[Collected data entries]
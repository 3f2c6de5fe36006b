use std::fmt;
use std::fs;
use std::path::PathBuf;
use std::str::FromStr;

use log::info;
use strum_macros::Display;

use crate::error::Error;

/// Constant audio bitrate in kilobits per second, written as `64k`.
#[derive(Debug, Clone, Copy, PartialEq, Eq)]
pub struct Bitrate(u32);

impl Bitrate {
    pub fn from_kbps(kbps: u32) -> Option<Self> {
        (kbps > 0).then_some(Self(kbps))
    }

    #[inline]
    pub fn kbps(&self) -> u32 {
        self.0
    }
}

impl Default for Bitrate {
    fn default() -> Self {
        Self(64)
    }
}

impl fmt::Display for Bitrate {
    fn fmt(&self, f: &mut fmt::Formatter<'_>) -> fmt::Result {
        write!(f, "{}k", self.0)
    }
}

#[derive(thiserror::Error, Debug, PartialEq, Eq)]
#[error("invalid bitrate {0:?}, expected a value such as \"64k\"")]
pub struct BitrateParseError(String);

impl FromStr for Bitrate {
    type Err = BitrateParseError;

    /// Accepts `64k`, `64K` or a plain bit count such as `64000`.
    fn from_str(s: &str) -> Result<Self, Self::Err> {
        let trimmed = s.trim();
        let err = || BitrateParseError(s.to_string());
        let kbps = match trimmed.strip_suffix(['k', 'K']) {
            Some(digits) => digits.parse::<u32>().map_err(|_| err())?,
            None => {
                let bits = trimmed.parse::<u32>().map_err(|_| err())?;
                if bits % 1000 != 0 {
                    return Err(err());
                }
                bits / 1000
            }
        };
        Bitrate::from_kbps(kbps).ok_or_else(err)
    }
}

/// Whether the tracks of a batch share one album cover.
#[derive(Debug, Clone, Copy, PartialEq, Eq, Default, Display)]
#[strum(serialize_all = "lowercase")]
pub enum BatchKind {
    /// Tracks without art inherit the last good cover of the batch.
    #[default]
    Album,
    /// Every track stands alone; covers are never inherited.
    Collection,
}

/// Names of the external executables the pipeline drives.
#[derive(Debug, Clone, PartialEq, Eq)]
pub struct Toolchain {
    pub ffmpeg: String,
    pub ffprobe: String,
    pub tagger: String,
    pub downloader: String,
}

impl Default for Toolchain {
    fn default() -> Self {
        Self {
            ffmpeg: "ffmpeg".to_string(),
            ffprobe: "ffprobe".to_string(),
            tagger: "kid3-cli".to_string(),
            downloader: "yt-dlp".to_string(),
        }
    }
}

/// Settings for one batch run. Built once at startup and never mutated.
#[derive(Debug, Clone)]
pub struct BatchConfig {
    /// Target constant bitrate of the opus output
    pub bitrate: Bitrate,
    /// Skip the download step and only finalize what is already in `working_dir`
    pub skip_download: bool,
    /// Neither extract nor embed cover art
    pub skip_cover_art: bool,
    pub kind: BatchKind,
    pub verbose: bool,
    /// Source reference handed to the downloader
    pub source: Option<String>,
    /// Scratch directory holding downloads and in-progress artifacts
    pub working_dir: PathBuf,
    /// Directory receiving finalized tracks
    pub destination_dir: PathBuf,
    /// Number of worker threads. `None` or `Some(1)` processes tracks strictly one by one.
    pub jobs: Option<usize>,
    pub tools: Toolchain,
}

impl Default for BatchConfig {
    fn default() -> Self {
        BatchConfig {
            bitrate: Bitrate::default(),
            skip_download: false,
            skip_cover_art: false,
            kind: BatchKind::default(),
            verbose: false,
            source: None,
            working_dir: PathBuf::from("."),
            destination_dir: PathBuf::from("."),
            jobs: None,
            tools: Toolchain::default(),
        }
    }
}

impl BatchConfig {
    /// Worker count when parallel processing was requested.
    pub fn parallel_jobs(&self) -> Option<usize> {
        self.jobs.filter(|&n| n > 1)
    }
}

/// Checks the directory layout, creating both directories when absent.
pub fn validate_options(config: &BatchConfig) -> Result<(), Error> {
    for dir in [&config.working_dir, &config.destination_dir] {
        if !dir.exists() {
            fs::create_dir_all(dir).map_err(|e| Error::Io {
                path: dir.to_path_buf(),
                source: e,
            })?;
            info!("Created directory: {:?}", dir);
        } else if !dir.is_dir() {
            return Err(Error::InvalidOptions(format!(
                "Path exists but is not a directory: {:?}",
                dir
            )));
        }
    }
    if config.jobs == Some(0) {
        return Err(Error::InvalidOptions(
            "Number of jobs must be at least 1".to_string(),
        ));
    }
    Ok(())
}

[YOUR INSTRUCTIONS]: Beginning with the line that has "pub struct BitrateParseError(String);" and ending with the line that has "let bits = trimmed.parse::<u32>().map_err(|_|", set down the lines above exactly and include no others.

[RESPONSE TO THIS TASK]:
pub struct BitrateParseError(String);

impl FromStr for Bitrate {
    type Err = BitrateParseError;

    /// Accepts `64k`, `64K` or a plain bit count such as `64000`.
    fn from_str(s: &str) -> Result<Self, Self::Err> {
        let trimmed = s.trim();
        let err = || BitrateParseError(s.to_string());
        let kbps = match trimmed.strip_suffix(['k', 'K']) {
            Some(digits) => digits.parse::<u32>().map_err(|_| err())?,
            None => {
                let bits = trimmed.parse::<u32>().map_err(|_| err())?;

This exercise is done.